ABESE SURESİ


Ayet Getir
80-ABESE 1. Ayet

عَبَسَ وَتَوَلَّى

Abese ve tevellâ.

Bayraktar Bayraklı

(1-10) Kendisine âmâ geldi diye yüzünü ekşitti ve döndü. Sen nereden bileceksin, belki o arınacaktı? Yahut, öğüt dinleyecek de öğüt kendisine yarayacaktı. Kendisini yeterli görüp tenezzül etmeyene gelince; sen ona yöneliyorsun. Onun arınmamasından sen sorumlu değilsin. Fakat koşarak sana gelen, saygı duyarak gelmişken, sen onunla ilgilenmiyorsun.


Edip Yüksel

Surat astı ve döndü;


Erhan Aktaş

Surat astı ve yüz çevirdi.


Muhammed Esed

O, suratını astı ve uzaklaştı,


Mustafa İslamoğlu

O (kibirli adam) surat astı ve sırtını dönüp uzaklaştı,


Süleyman Ateş

Surat astı ve döndü;


Süleymaniye Vakfı

Yüzünü ekşittin ve sırtını döndün.


Yaşar Nuri Öztürk

Yüzünü ekşitti ve öteye döndü;


Ayetin Tefsiri

 

MEAL

1.) O (KİBİRLİ ADAM) surat astı ve sırtını dönüp uzaklaştı,

2.) yanına âmâ geldi diye...1

(M.İ)

1-2.) Peygamber [Kureyş'in ileri gelen müşriklerinden bir gruba Kur'an'ı tebliğ ederken Abdullah İbn Ümmi Mektûm adında] gözleri görmeyen bir kişi yanına geldi diye suratını asıp yüzünü öte çevirdi.

(M.Ö)

1-2.) “Yanına âmâ bir kimse geldi diye Peygamber yüzünü asıp çevirdi.”

(A.K)

1-2.) Ey elçimiz Muhammed! Mekke müşriklerinin ileri gelenlerinin tevhidi kabul etmelerini çok istediğini, onların ısrarlı inkârlarına rağmen sürekli kendilerine tebliğ yaptığını, hatta bu çaba içindeyken diğer bazı müminlerle yeterince ilgilenmediğini biliyoruz.

(H,E;M,C)

TEFSİR

Bu olayla ilgili olarak inen bu yönlendirme gerçekten büyük bir olaydır. İlk bakışta ortaya çıkanın çok ötesinde bir büyüklüğe sahiptir. Bu ve onun yeryüzünde yerleştirmeyi hedeflediği gerçek bir mucizedir. Onun insanlığın hayatına bilfiil kazandırılması ve bunun meydana getirdiği etkiler gerçekten bir mucizedir. Belki de bu islamın ilk mucizesi ve aynı zamanda en büyük mucizesidir. Fakat bu yönlendirme Kur'an'ın ilahi metoduna bağlı olarak ferdi bir olaydan sonra bu şekilde verilmektedir. Kur'an bu ilahi metodu gereği bireysel olayları ve sınırlı ilgileri, sınırsız gerçeği ve şaşmaz sistemi yerleştirmek için bir fırsat bir araç olarak kullanmaktadır.

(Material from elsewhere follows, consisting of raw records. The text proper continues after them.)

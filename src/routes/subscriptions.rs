use actix_web::{HttpResponse, web};
use actix_web_flash_messages::FlashMessage;
use anyhow::Context;

use crate::{
    domain::SubscriptionRequest,
    email_client::EmailClient,
    mailing_list::{MailingListClient, SubscribeOutcome},
    startup::ApplicationBaseUrl,
    templates::{WELCOME_EMAIL_SUBJECT, welcome_email},
};

use super::{
    helpers::see_other,
    home::{FormValues, Toast, landing_page},
};

#[derive(serde::Deserialize)]
pub struct FormData {
    pub email: String,
    pub first_name: Option<String>,
    pub last_name: Option<String>,
}

#[tracing::instrument(
    name = "Handling a newsletter signup",
    skip(form, mailing_list, email_client, base_url),
    fields(subscriber_email = %form.email)
)]
pub async fn subscribe(
    form: web::Form<FormData>,
    mailing_list: web::Data<MailingListClient>,
    email_client: web::Data<EmailClient>,
    base_url: web::Data<ApplicationBaseUrl>,
) -> HttpResponse {
    match handle_submission(form.0, &mailing_list, &email_client, &base_url.0).await {
        Ok(response) => response,
        Err(e) => {
            tracing::error!(
                error.cause_chain = ?e,
                error.message = %e,
                "Newsletter signup failed unexpectedly"
            );
            FlashMessage::error("Something went wrong. Please try again.".to_string()).send();
            see_other("/")
        }
    }
}

async fn handle_submission(
    form: FormData,
    mailing_list: &MailingListClient,
    email_client: &EmailClient,
    base_url: &str,
) -> Result<HttpResponse, anyhow::Error> {
    let entered = FormValues {
        email: form.email.clone(),
        first_name: form.first_name.clone().unwrap_or_default(),
        last_name: form.last_name.clone().unwrap_or_default(),
    };

    // An invalid address is reported inline and never reaches the provider.
    let request = match SubscriptionRequest::new(form.email, form.first_name, form.last_name) {
        Ok(request) => request,
        Err(_) => {
            return landing_page(&[], Some("Invalid email address"), &entered, false)
                .context("Failed to render the landing page");
        }
    };

    match mailing_list.subscribe(&request).await {
        SubscribeOutcome::Subscribed => {
            // Best effort: the subscription already succeeded, whatever
            // happens to the welcome email.
            send_welcome_email(email_client, &request, base_url).await;
            FlashMessage::success(SubscribeOutcome::Subscribed.message().to_string()).send();
            Ok(see_other("/"))
        }
        outcome @ SubscribeOutcome::AlreadySubscribed => {
            landing_page(&[Toast::warning(outcome.message())], None, &entered, false)
                .context("Failed to render the landing page")
        }
        outcome @ SubscribeOutcome::Failed => {
            landing_page(&[Toast::error(outcome.message())], None, &entered, false)
                .context("Failed to render the landing page")
        }
    }
}

#[tracing::instrument(
    name = "Sending the welcome email",
    skip(email_client, request, base_url),
    fields(subscriber_email = %request.email)
)]
async fn send_welcome_email(
    email_client: &EmailClient,
    request: &SubscriptionRequest,
    base_url: &str,
) -> bool {
    let outcome = async {
        let (html, text) =
            welcome_email(base_url).context("Failed to render the welcome email")?;
        email_client
            .send_email(&request.email, WELCOME_EMAIL_SUBJECT, &html, &text)
            .await
            .context("Failed to deliver the welcome email")?;
        Ok::<(), anyhow::Error>(())
    }
    .await;

    match outcome {
        Ok(()) => true,
        Err(e) => {
            tracing::warn!(
                error.cause_chain = ?e,
                error.message = %e,
                "Welcome email was not sent"
            );
            false
        }
    }
}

Yoksa bu yönlendirmenin burada yerleştirmeyi hedeflediği gerçek ve bu gerçeğin Müslüman ümmetin hayatına yerleştirilmesinden kaynaklanan gerçek etkiler özde, islamın kendisidir. Bu islamın ve ondan önceki tüm semavi dinlerin mesajların yeryüzünde ekmeye dikmeye çalıştığı gerçeğin kendisidir. Bu gerçek bir insana nasıl davranılacağını, insanların bir kesimine nasıl muamele edileceğini göstermekten ibaret değildir. Olayın ve ona getirilen yorumun ilk çağrıştırdığı olgu bu olsa da bu gerçeğin gerçekten çok boyutlu olduğu ve bundan daha çok önemli olduğu bir realitedir. Bu gerçek insanların hayattaki tüm işleri nasıl düzenleyecekleri, nasıl değerlendirecekleri ile ilgilidir. Ölçme ve değerlendirmenin kriterlerini nereden almaları gerektiği ile ilgilidir.

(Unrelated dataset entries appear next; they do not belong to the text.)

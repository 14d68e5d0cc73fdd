mod subscriber_email;
mod subscription_request;

pub use subscriber_email::SubscriberEmail;
pub use subscription_request::SubscriptionRequest;
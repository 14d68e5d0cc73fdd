use std::error::Error;

use actix_web::{HttpResponse, http::header::LOCATION};

pub fn error_chain_fmt(e: &impl Error, f: &mut std::fmt::Formatter) -> std::fmt::Result {
    writeln!(f, "{e}\n")?;
    let mut current = e.source();

    while let Some(cause) = current {
        writeln!(f, "Caused by:\n\t{cause}")?;
        current = cause.source();
    }

    Ok(())
}

pub fn e500<T>(e: T) -> actix_web::Error
where
    T: std::fmt::Debug + std::fmt::Display + 'static,
{
    actix_web::error::ErrorInternalServerError(e)
}

pub fn see_other(location: &str) -> HttpResponse {
    HttpResponse::SeeOther()
        .insert_header((LOCATION, location))
        .finish()
}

Bu yönlendirmenin yerleştirmeyi hedeflediği gerçek şudur: "Yeryüzünde yaşayan insanlar değerlerini ve ölçülerini, yalın, semavi, ilahi kriterlerden almalıdırlar. Bu kriterler onlara gökten gelmelidir. Üzerinde yaşadıkları hayatın şartları ile sınırlı olmamalıdır. Hayatlarının düzenleri ile bağımlı olmamalıdır. Bu düzenler ve şartlarla sınırlı olan düşüncelerinden kaynaklanmamalıdır.

Bu gerçekten büyük bir iştir. Aynı zamanda gerçekten zor bir iştir. İnsanların yeryüzünde gökten gelen değerlerle yaşamaları, yeryüzünün değerlerine karşı bağımsız ve bu değerlerden kaynaklanan baskılara karşı özgür yaşamaları gerçekten zor bir iştir. İnsanlığın geniş çaplı gerçekliğini ve bu gerçekliğin duygular üzerindeki ağırlığını gönüller üzerindeki baskısını kavradığımızda bu işin büyüklüğünü ve zorluğunu daha rahat anlayabiliriz. İnsanların pratik hayatlarından kaynaklanan şartların ve baskıların hepsinden sıyrılmanın zorluğunu düşündüğümüzde bu işi daha rahat anlayabiliriz. İnsanın karşılaştığı zorluklar, yaşam şartlarından, hayatlarının bağlarından, çevrelerinin geleneklerinden, tarihlerin tortularından ve insanı sağlam bir şekilde yere bağlayan yeryüzünün ölçülerini, değerlerini ve düşüncelerini gönüllere ağır biçimde yerleştiren diğer şartları hesaba kattığımızda onlarla baş etmenin ne kadar zor olduğunu daha iyi anlarız.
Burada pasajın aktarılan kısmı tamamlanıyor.